今日取り上げたロマ書5章3節の「苦難」はパウロが受けた迫害による困難や労苦を指していますので、主にフィジカルな意味をもちます。「忍耐」もフィジカルな苦しみに耐える意味だと思われます。しかし、今はもっぱら精神的な意味で用いることになります。「練達」は、何度も火の中をくぐらせて不純なものがすべて取り除かれた金属を意味しています。この箇所では、何度も苦難をくぐりぬけ、鍛えられて生まれる、人間の内心の有り様を表現していると言えます。注釈書では、「堅固な魂の情調」「確固たる性格」、あるいは戦闘の場数を経た老兵が身に着けるような「堅固な性格」等と説明されています。次のような解釈もあります。「人生の戦いを通して人はより強く、より潔きよくなり、またより善くなって、神に一層近づく」(バークレー)と。しかし、私たちは信仰生活をつづけるなかで、本当により強く、より潔きよく、より善くなるものでしょうか。あるいは人格が陶冶されるでしょうか。これらは、人類の進歩を信じ、個人が人格の教養形成を目標として生きた19世紀の精神風土の名残ではないでしょうか。「どんな人でもすべての人に対して、すべてのことに於いて罪がある」(トゥルナイゼン)とあるように、私たちは、この世にあっては、何ひとつ善と呼べるものは為しえないのではないでしょうか。

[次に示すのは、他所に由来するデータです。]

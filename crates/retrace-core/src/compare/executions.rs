//! Tick-aligned comparison of two sessions

use std::collections::HashMap;

use crate::timeline::{ExecutionSnapshot, RecordingSession, Tick, Value};

use super::changes::{Change, ChangeKind, DiffResult};

/// Extra categories to compare beyond variables and call-stack shape
#[derive(Debug, Clone, Default)]
pub struct CompareOptions {
    /// Report async operations whose status differs, matched by id
    pub include_async: bool,
    /// Report network requests whose status or response differs, matched by id
    pub include_network: bool,
}

impl CompareOptions {
    /// Compare every category
    pub fn all() -> Self {
        Self {
            include_async: true,
            include_network: true,
        }
    }
}

/// Compare two sessions tick by tick.
///
/// Every tick recorded by either session is visited. Only ticks with at
/// least one difference are returned, in tick order.
pub fn compare_executions(a: &RecordingSession, b: &RecordingSession) -> Vec<DiffResult> {
    compare_executions_with(a, b, &CompareOptions::default())
}

/// Compare two sessions with optional extra categories
pub fn compare_executions_with(
    a: &RecordingSession,
    b: &RecordingSession,
    options: &CompareOptions,
) -> Vec<DiffResult> {
    let mut ticks: Vec<Tick> = a
        .snapshots
        .iter()
        .chain(b.snapshots.iter())
        .map(|s| s.tick)
        .collect();
    ticks.sort_unstable();
    ticks.dedup();

    let mut results = Vec::new();
    for tick in ticks {
        let changes = match (a.snapshot(tick), b.snapshot(tick)) {
            (Some(left), Some(right)) => compare_snapshots(left, right, options),
            (Some(left), None) => vec![diverged(Some(left), None)],
            (None, Some(right)) => vec![diverged(None, Some(right))],
            (None, None) => continue,
        };

        if !changes.is_empty() {
            results.push(DiffResult { tick, changes });
        }
    }

    tracing::debug!(
        "Compared {} and {}: {} ticks differ",
        a.id,
        b.id,
        results.len()
    );
    results
}

/// Differences between two snapshots at the same tick
pub(crate) fn compare_snapshots(
    left: &ExecutionSnapshot,
    right: &ExecutionSnapshot,
    options: &CompareOptions,
) -> Vec<Change> {
    let mut changes = Vec::new();

    for variable in &left.variables {
        let Some(other) = right.variable_in(&variable.name, variable.scope) else {
            continue;
        };
        if variable.value.differs_from(&other.value) {
            changes.push(Change::new(
                ChangeKind::Variable,
                Some(variable.value.clone()),
                Some(other.value.clone()),
                format!(
                    "{} changed from {} to {}",
                    variable.name, variable.value, other.value
                ),
            ));
        }
    }

    if left.depth() != right.depth() {
        changes.push(Change::new(
            ChangeKind::Callstack,
            Some(depth_value(left)),
            Some(depth_value(right)),
            format!(
                "call stack depth changed from {} to {}",
                left.depth(),
                right.depth()
            ),
        ));
    }

    if options.include_async {
        compare_async(left, right, &mut changes);
    }
    if options.include_network {
        compare_network(left, right, &mut changes);
    }

    changes
}

fn diverged(left: Option<&ExecutionSnapshot>, right: Option<&ExecutionSnapshot>) -> Change {
    let description = if left.is_some() {
        "execution diverged: only the first session reached this tick"
    } else {
        "execution diverged: only the second session reached this tick"
    };
    Change::new(
        ChangeKind::Callstack,
        left.map(depth_value),
        right.map(depth_value),
        description,
    )
}

fn depth_value(snapshot: &ExecutionSnapshot) -> Value {
    Value::Int(snapshot.depth() as i64)
}

fn compare_async(left: &ExecutionSnapshot, right: &ExecutionSnapshot, changes: &mut Vec<Change>) {
    let right_ops: HashMap<&str, _> = right
        .async_operations
        .iter()
        .map(|op| (op.id.as_str(), op))
        .collect();

    for op in &left.async_operations {
        let Some(other) = right_ops.get(op.id.as_str()) else {
            continue;
        };
        if op.status != other.status {
            changes.push(Change::new(
                ChangeKind::Async,
                Some(Value::from(op.status.as_str())),
                Some(Value::from(other.status.as_str())),
                format!(
                    "async operation {} is {} vs {}",
                    op.id,
                    op.status.as_str(),
                    other.status.as_str()
                ),
            ));
        }
    }
}

fn compare_network(
    left: &ExecutionSnapshot,
    right: &ExecutionSnapshot,
    changes: &mut Vec<Change>,
) {
    let right_requests: HashMap<&str, _> = right
        .network_requests
        .iter()
        .map(|req| (req.id.as_str(), req))
        .collect();

    for request in &left.network_requests {
        let Some(other) = right_requests.get(request.id.as_str()) else {
            continue;
        };
        let status_differs = request.status != other.status;
        let body_differs = match (&request.response_body, &other.response_body) {
            (Some(l), Some(r)) => l.differs_from(r),
            (None, None) => false,
            _ => true,
        };
        if status_differs || body_differs {
            changes.push(Change::new(
                ChangeKind::Network,
                request.status.map(|s| Value::Int(i64::from(s))),
                other.status.map(|s| Value::Int(i64::from(s))),
                format!(
                    "{} {} responded differently",
                    request.method, request.url
                ),
            ));
        }
    }
}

先ほどの引用文には、宙ぶらりんの状況に留まりつづけることで、「対象の本質に深く迫る」ことができるとあります。私たちの生活にもそのようなことが起こるのでしょうか。私たちは、キリストの愛と信頼に応えて生きようとして、上記の二項対立のなかで苦しみます。しかし、その経験を通して、しだいに自分の罪の深さを知らされていきます。そして罪の深さを知れば知るほどキリストの愛の深さを知ります。つまり次第次第にキリストの本質に深く迫ることになります。このように「忍耐は練達を生む」の「練達」は自己の罪とキリストの愛の認識を深められてゆくことではないでしょうか。キリストとの交わりが深まることです。キリストのリアリティーが増すことです。そのような意味での「練達」とともに、二項対立の後者、つまり「新しい人」「霊」「信仰義認」「謙遜」「平和」「隣人愛」「神の国」の領域が自然に、自分ではそれと気づくことなく増し広がる可能性が開かれます。そして「忍耐」も、キリストが見守ってくださっているなかでは、がまんして耐えるというマイナスのイメージを失ってゆきます。

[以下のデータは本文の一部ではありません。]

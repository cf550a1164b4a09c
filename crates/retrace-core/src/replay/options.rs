//! Replay options

use serde::{Deserialize, Serialize};
use std::collections::BTreeSet;
use std::time::Duration;

use crate::error::{RetraceError, RetraceResult};
use crate::timeline::{Tick, Value};

/// Replace a variable's value when replay reaches a tick
#[derive(Debug, Clone, PartialEq, Serialize, Deserialize)]
pub struct VariableOverride {
    pub tick: Tick,
    pub variable_name: String,
    pub new_value: Value,
}

impl VariableOverride {
    pub fn new(tick: Tick, variable_name: impl Into<String>, new_value: impl Into<Value>) -> Self {
        Self {
            tick,
            variable_name: variable_name.into(),
            new_value: new_value.into(),
        }
    }
}

/// How a replay runs
#[derive(Debug, Clone, PartialEq, Serialize, Deserialize)]
#[serde(default)]
pub struct ReplayOptions {
    /// Playback speed multiplier; the per-tick delay is `base_unit / speed`
    pub speed: f64,
    /// Ticks that emit a breakpoint event
    pub breakpoints: BTreeSet<Tick>,
    /// Variable names reported on every tick where they exist
    pub watch_expressions: Vec<String>,
    /// Overrides applied when their tick is replayed
    pub modify_variables: Vec<VariableOverride>,
}

impl Default for ReplayOptions {
    fn default() -> Self {
        Self {
            speed: 1.0,
            breakpoints: BTreeSet::new(),
            watch_expressions: Vec::new(),
            modify_variables: Vec::new(),
        }
    }
}

impl ReplayOptions {
    pub fn new() -> Self {
        Self::default()
    }

    /// Set the playback speed
    pub fn with_speed(mut self, speed: f64) -> Self {
        self.speed = speed;
        self
    }

    /// Add a breakpoint
    pub fn with_breakpoint(mut self, tick: Tick) -> Self {
        self.breakpoints.insert(tick);
        self
    }

    /// Watch a variable by name
    pub fn with_watch(mut self, name: impl Into<String>) -> Self {
        self.watch_expressions.push(name.into());
        self
    }

    /// Override a variable at a tick
    pub fn with_override(
        mut self,
        tick: Tick,
        name: impl Into<String>,
        value: impl Into<Value>,
    ) -> Self {
        self.modify_variables
            .push(VariableOverride::new(tick, name, value));
        self
    }

    /// Reject speeds that cannot produce a delay
    pub fn validate(&self) -> RetraceResult<()> {
        if !self.speed.is_finite() || self.speed <= 0.0 {
            return Err(RetraceError::invalid_input_field(
                format!("replay speed must be a positive number, got {}", self.speed),
                "speed",
            ));
        }
        Ok(())
    }

    /// Delay between ticks for a given base unit
    pub fn tick_delay(&self, base_unit: Duration) -> Duration {
        Duration::try_from_secs_f64(base_unit.as_secs_f64() / self.speed).unwrap_or(Duration::MAX)
    }

    pub(super) fn overrides_at(&self, tick: Tick) -> impl Iterator<Item = &VariableOverride> {
        self.modify_variables.iter().filter(move |o| o.tick == tick)
    }
}

#[cfg(test)]
mod tests {
    use super::*;

    #[test]
    fn test_speed_validation() {
        assert!(ReplayOptions::new().validate().is_ok());
        assert!(ReplayOptions::new().with_speed(0.25).validate().is_ok());
        for bad in [0.0, -1.0, f64::NAN, f64::INFINITY] {
            let err = ReplayOptions::new().with_speed(bad).validate().unwrap_err();
            assert!(matches!(err, RetraceError::InvalidInput { .. }));
        }
    }

    #[test]
    fn test_tick_delay_scales_with_speed() {
        let base = Duration::from_millis(100);
        let delay = |speed: f64| ReplayOptions::new().with_speed(speed).tick_delay(base);

        assert_eq!(delay(1.0), base);
        assert!((delay(2.0).as_secs_f64() - 0.05).abs() < 1e-6);
        assert!((delay(0.5).as_secs_f64() - 0.2).abs() < 1e-6);
        assert_eq!(delay(f64::MIN_POSITIVE), Duration::MAX);
    }

    #[test]
    fn test_options_from_json_defaults() {
        let options: ReplayOptions =
            serde_json::from_str(r#"{"breakpoints": [3, 1], "watch_expressions": ["x"]}"#)
                .unwrap();
        assert_eq!(options.speed, 1.0);
        assert_eq!(options.breakpoints.into_iter().collect::<Vec<_>>(), vec![1, 3]);
        assert_eq!(options.watch_expressions, vec!["x".to_string()]);
    }

    #[test]
    fn test_overrides_at_tick() {
        let options = ReplayOptions::new()
            .with_override(2, "x", 1)
            .with_override(3, "y", 2)
            .with_override(2, "z", 3);
        let names: Vec<_> = options
            .overrides_at(2)
            .map(|o| o.variable_name.as_str())
            .collect();
        assert_eq!(names, vec!["x", "z"]);
    }
}
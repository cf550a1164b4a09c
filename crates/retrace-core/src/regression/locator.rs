//! First-divergence search between a working and a failing run

use serde::{Deserialize, Serialize};

use crate::compare::{self, Change, CompareOptions};
use crate::timeline::{ExecutionSnapshot, RecordingSession, Tick};

use super::hash::snapshot_hash;

/// Where two runs first diverge, and how
#[derive(Debug, Clone, PartialEq, Serialize, Deserialize)]
pub struct RegressionPoint {
    pub tick: Tick,
    pub working_hash: String,
    pub failing_hash: String,
    /// Differences at `tick`, working side as `before`
    pub changes: Vec<Change>,
}

impl RegressionPoint {
    /// Operator-facing one-liner
    pub fn summary(&self) -> String {
        let short = |hash: &str| hash.get(..12).unwrap_or(hash).to_string();
        format!(
            "regression at tick {} ({} change{}; working {} vs failing {})",
            self.tick,
            self.changes.len(),
            if self.changes.len() == 1 { "" } else { "s" },
            short(&self.working_hash),
            short(&self.failing_hash)
        )
    }
}

/// First tick in the overlap of both runs where their snapshots differ.
///
/// Ticks missing from either run are skipped. Divergence after the shorter
/// run ends is not reported.
pub fn find_regression_point(
    working: &RecordingSession,
    failing: &RecordingSession,
) -> Option<Tick> {
    first_divergence(working, failing).map(|(tick, ..)| tick)
}

/// Like [`find_regression_point`], with the differing hashes and changes
pub fn locate_regression(
    working: &RecordingSession,
    failing: &RecordingSession,
) -> Option<RegressionPoint> {
    let (tick, good, bad) = first_divergence(working, failing)?;
    let working_hash = snapshot_hash(good);
    let failing_hash = snapshot_hash(bad);
    let changes = compare::compare_snapshots(good, bad, &CompareOptions::all());

    Some(RegressionPoint {
        tick,
        working_hash,
        failing_hash,
        changes,
    })
}

fn first_divergence<'a>(
    working: &'a RecordingSession,
    failing: &'a RecordingSession,
) -> Option<(Tick, &'a ExecutionSnapshot, &'a ExecutionSnapshot)> {
    let overlap = working.total_ticks.min(failing.total_ticks);

    for good in working.snapshots.iter().take_while(|s| s.tick <= overlap) {
        let tick = good.tick;
        let Some(bad) = failing.snapshot(tick) else {
            continue;
        };
        if snapshot_hash(good) != snapshot_hash(bad) {
            tracing::debug!(
                "Regression between {} and {} at tick {}",
                working.id,
                failing.id,
                tick
            );
            return Some((tick, good, bad));
        }
    }

    None
}
//! Database module
//!
//! This module handles database connections and storage backends

pub mod connection;
pub mod backend;
pub mod postgres;
pub mod memory;

// Re-export commonly used database components
pub use connection::{DatabasePool, PoolConfig, create_pool, run_migrations, health_check};
pub use backend::EventStorage;
pub use postgres::PostgresEventStore;
pub use memory::MemoryEventStore;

「練達」の原語(ドキメー)には、「(真実であることの)実証」という意味もあるそうです。手元の四種類のドイツ語聖書はすべてそのように訳しています。この解釈では、神との和解の恵みは、忍耐を通して実証されることになります。思い返せば私たちにも、神との和解の恵みが真実であることを実証された経験があるのではないでしょうか。

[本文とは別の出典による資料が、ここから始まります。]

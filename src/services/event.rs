//! Event service implementation
//!
//! This service is the single source of truth for events and enrollment
//! records. It validates creation input, delegates persistence to the
//! configured storage backend, and keeps the participant counter consistent
//! with the enrollment set.

use std::sync::Arc;
use tracing::{info, debug};
use crate::database::EventStorage;
use crate::models::{Event, Enrollment, Coordinates, CreateEventRequest};
use crate::utils::errors::{JoinMyError, Result};
use crate::utils::helpers::normalize_whitespace;
use crate::utils::logging;

/// Event store service for managing events and enrollments
#[derive(Clone)]
pub struct EventService {
    storage: Arc<dyn EventStorage>,
}

impl EventService {
    /// Create a new EventService instance backed by the given storage
    pub fn new(storage: Arc<dyn EventStorage>) -> Self {
        Self { storage }
    }

    /// Create a new event
    pub async fn create_event(&self, request: CreateEventRequest) -> Result<Event> {
        debug!(name = %request.name, organizer = %request.organizer, "Creating event");

        validate_create_request(&request)?;

        let event = self.storage.insert_event(request).await?;
        logging::log_event_action(event.id, "created", Some(&event.name));
        info!(event_id = event.id, capacity = event.capacity, "Event created successfully");

        Ok(event)
    }

    /// Get a single event by id
    pub async fn get_event(&self, event_id: i64) -> Result<Option<Event>> {
        debug!(event_id = event_id, "Getting event by id");
        self.storage.find_by_id(event_id).await
    }

    /// List events, optionally filtered by a case-insensitive substring
    /// match against name or description
    pub async fn list_events(&self, filter: Option<&str>) -> Result<Vec<Event>> {
        let normalized = filter.map(normalize_whitespace);
        let normalized = normalized.as_deref().filter(|query| !query.is_empty());

        debug!(filter = normalized, "Listing events");
        self.storage.list(normalized).await
    }

    /// Enroll a user into an event
    pub async fn join_event(&self, user_id: &str, event_id: i64) -> Result<Enrollment> {
        debug!(user_id = user_id, event_id = event_id, "Joining event");

        validate_user_id(user_id)?;

        let enrollment = self.storage.add_enrollment(user_id, event_id).await?;
        logging::log_enrollment_action(event_id, user_id, "joined", None);

        Ok(enrollment)
    }

    /// Remove a user's enrollment from an event
    pub async fn leave_event(&self, user_id: &str, event_id: i64) -> Result<()> {
        debug!(user_id = user_id, event_id = event_id, "Leaving event");

        validate_user_id(user_id)?;

        self.storage.remove_enrollment(user_id, event_id).await?;
        logging::log_enrollment_action(event_id, user_id, "left", None);

        Ok(())
    }

    /// Check whether a user is enrolled in an event
    pub async fn is_enrolled(&self, user_id: &str, event_id: i64) -> Result<bool> {
        self.storage.is_enrolled(user_id, event_id).await
    }

    /// List every event the user is enrolled in
    pub async fn list_user_enrollments(&self, user_id: &str) -> Result<Vec<Event>> {
        debug!(user_id = user_id, "Listing user enrollments");

        validate_user_id(user_id)?;
        self.storage.user_events(user_id).await
    }

    /// Check that the storage backend answers queries
    pub async fn health_check(&self) -> bool {
        self.storage.list(None).await.is_ok()
    }
}

fn validate_create_request(request: &CreateEventRequest) -> Result<()> {
    if request.name.trim().is_empty() {
        logging::log_validation_failure("create_event", "empty name");
        return Err(JoinMyError::InvalidInput("Event name must not be empty".to_string()));
    }

    if request.organizer.trim().is_empty() {
        logging::log_validation_failure("create_event", "empty organizer");
        return Err(JoinMyError::InvalidInput("Event organizer must not be empty".to_string()));
    }

    if request.capacity < 1 {
        logging::log_validation_failure("create_event", "non-positive capacity");
        return Err(JoinMyError::InvalidInput(format!(
            "Capacity must be a positive integer, got {}",
            request.capacity
        )));
    }

    let coordinates = Coordinates {
        latitude: request.latitude,
        longitude: request.longitude,
    };
    if !coordinates.is_valid() {
        logging::log_validation_failure("create_event", "coordinates out of bounds");
        return Err(JoinMyError::InvalidInput(format!(
            "Location ({}, {}) is not a valid coordinate pair",
            request.latitude, request.longitude
        )));
    }

    if let Some(risk) = request.cancellation_risk {
        if !(0..=100).contains(&risk) {
            logging::log_validation_failure("create_event", "risk out of range");
            return Err(JoinMyError::InvalidInput(format!(
                "Cancellation risk must be between 0 and 100, got {}",
                risk
            )));
        }
    }

    Ok(())
}

fn validate_user_id(user_id: &str) -> Result<()> {
    if user_id.trim().is_empty() {
        logging::log_validation_failure("enrollment", "empty user id");
        return Err(JoinMyError::InvalidInput("User id must not be empty".to_string()));
    }

    Ok(())
}

#[cfg(test)]
mod tests {
    use super::*;
    use assert_matches::assert_matches;
    use chrono::Utc;
    use crate::database::MemoryEventStore;

    fn service() -> EventService {
        EventService::new(Arc::new(MemoryEventStore::new()))
    }

    fn request() -> CreateEventRequest {
        CreateEventRequest {
            name: "Ride to Zurich".to_string(),
            organizer: "Tanja Musterfrau".to_string(),
            description: Some("Carpool to Zurich".to_string()),
            latitude: 47.431,
            longitude: 9.378,
            scheduled_at: Utc::now(),
            capacity: 3,
            cancellation_risk: Some(5),
        }
    }

    #[tokio::test]
    async fn test_create_event_rejects_empty_name() {
        let service = service();
        let request = CreateEventRequest { name: "  ".to_string(), ..request() };

        let result = service.create_event(request).await;
        assert_matches!(result, Err(JoinMyError::InvalidInput(_)));
    }

    #[tokio::test]
    async fn test_create_event_rejects_non_positive_capacity() {
        let service = service();
        let request = CreateEventRequest { capacity: 0, ..request() };

        let result = service.create_event(request).await;
        assert_matches!(result, Err(JoinMyError::InvalidInput(_)));
    }

    #[tokio::test]
    async fn test_create_event_rejects_out_of_bounds_location() {
        let service = service();
        let request = CreateEventRequest { latitude: 123.4, ..request() };

        let result = service.create_event(request).await;
        assert_matches!(result, Err(JoinMyError::InvalidInput(_)));
    }

    #[tokio::test]
    async fn test_create_event_rejects_out_of_range_risk() {
        let service = service();
        let request = CreateEventRequest { cancellation_risk: Some(140), ..request() };

        let result = service.create_event(request).await;
        assert_matches!(result, Err(JoinMyError::InvalidInput(_)));
    }

    #[tokio::test]
    async fn test_join_rejects_empty_user_id() {
        let service = service();
        let event = service.create_event(request()).await.unwrap();

        let result = service.join_event("", event.id).await;
        assert_matches!(result, Err(JoinMyError::InvalidInput(_)));
    }

    #[tokio::test]
    async fn test_filter_is_normalized_before_lookup() {
        let service = service();
        service.create_event(request()).await.unwrap();

        let events = service.list_events(Some("  ride   to ")).await.unwrap();
        assert_eq!(events.len(), 1);

        // An all-whitespace filter means no filter at all
        let events = service.list_events(Some("   ")).await.unwrap();
        assert_eq!(events.len(), 1);
    }
}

私たちがキリストの愛の内にあるとき、またキリストの愛が私たちの内にあるとき、私たちは満ち足りた現在、充足された現在を経験します。キリストに似た者になる歩みができているわけではありません。しかしひとり神に祈るとき、人から無償の行為を受けたとき、キリストに生かされた小さな行為が人の心に伝わるとき、そして信仰の友と交わるときに、満ち足りた現在を経験したことがあります。その時、今ある自分が本当の、あるべき自分だと知らされます。その時、心に平安と喜びと生い の命ちがあることに気づきます。そして、このようなキリストと一つなる生それ自体が私たちの生の意味であり、目的であることを知ります。そのような経験に裏打ちされて、キリストが再び来られるとき、キリストと同じ姿に変えられ、キリストとの、また隣人との一つなる交わり(神の国)が実現されるという希望が確かなものとして待ち望むことができます。「練達(実証)は希望を生み出す」とはそのような消息ではないでしょうか。